Departamento de Tecnologia Industrial, Centro Tecnológico, Universidade Federal do Espírito Santo, Av. Fernando Ferrari, 514, Goiabeiras, CEP 29060-970, Vitória, ES, Brazil.
Data Brief. 2019 Jul 8;25:104237. doi: 10.1016/j.dib.2019.104237. eCollection 2019 Aug.

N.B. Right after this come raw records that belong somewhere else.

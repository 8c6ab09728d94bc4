//! The merge coordinator: a 3-way streaming comparison over two
//! key-ordered producers.
//!
//! States are implicit in control flow: both sides live, one side
//! draining, done. While both are live the current keys are compared
//! byte-wise; the behind side is pulled in a tight inner loop until it
//! catches up or exhausts, so a long run of unmatched rows costs one
//! comparison per row rather than re-entering the outer dispatch.
//!
//! Precondition: within each stream, successive keys are non-decreasing
//! under byte-wise order. This is not verified; unsorted input yields
//! undefined interleaving.

use std::cmp::Ordering;
use std::io::BufRead;

use tracing::debug;

use crate::error::Result;
use crate::policy::EmitPolicy;
use crate::producer::Producer;

pub fn reconcile<RL, RR, P>(
    left: &mut Producer<RL>,
    right: &mut Producer<RR>,
    policy: &mut P,
) -> Result<()>
where
    RL: BufRead,
    RR: BufRead,
    P: EmitPolicy,
{
    let mut lx = left.advance();
    let mut ly = right.advance();

    while lx && ly {
        match left.current().key.cmp(&right.current().key) {
            Ordering::Less => loop {
                policy.left_only(left.current())?;
                lx = left.advance();
                if !lx || left.current().key >= right.current().key {
                    break;
                }
            },
            Ordering::Greater => loop {
                policy.right_only(right.current())?;
                ly = right.advance();
                if !ly || right.current().key >= left.current().key {
                    break;
                }
            },
            Ordering::Equal => {
                policy.matched(left.current(), right.current())?;
                lx = left.advance();
                ly = right.advance();
            }
        }
    }

    if lx {
        debug!("right stream exhausted, draining left");
        while lx {
            policy.left_only(left.current())?;
            lx = left.advance();
        }
    } else if ly {
        debug!("left stream exhausted, draining right");
        while ly {
            policy.right_only(right.current())?;
            ly = right.advance();
        }
    }
    policy.finish()?;

    // Output already committed stays on stdout; a recorded row-shape
    // failure is surfaced only now.
    if let Some(e) = left.take_failure() {
        return Err(e);
    }
    if let Some(e) = right.take_failure() {
        return Err(e);
    }
    Ok(())
}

We present a dataset obtained by extracting information from an extensive literature search of toxicological experiments using mice and rat animal models to study the effects of exposure to airborne particulate matter (PM). Our dataset covers results reported from 75 research articles considering paper published in 2017 and seminal papers from previous years. The compiled data and normalization were processed with an equation based on a PM dosimetry model. This equation allows the comparison of different toxicological experiments using instillation and inhalation as PM exposure protocols with respect to inhalation rates, concentrations and PM exposure doses of the toxicological experiments performed by different protocols using instillation and inhalation PM as exposure methods. This data complements the discussions and interpretations presented in the research article "Inhale, exhale: why particulate matter exposure in animal models are so acute?" Curbani et al., 2019.
我们展示了一个数据集,该数据集是通过对使用小鼠和大鼠动物模型进行的毒理学实验的广泛文献搜索提取信息而获得的,以研究暴露于空气中颗粒物(PM)的影响。我们的数据集涵盖了75篇研究文章报告的结果,这些文章考虑了2017年发表的论文以及前几年的重要论文。编译后的数据和归一化处理是使用基于PM剂量学模型的方程式进行的。该方程式允许比较使用滴注和吸入作为PM暴露方案的不同毒理学实验,这些实验涉及不同方案(使用滴注和吸入PM作为暴露方法)进行的毒理学实验的吸入率、浓度和PM暴露剂量。这些数据补充了研究文章《吸气,呼气:为何动物模型中颗粒物暴露如此严重?》(Curbani等人,2019年)中的讨论和解释。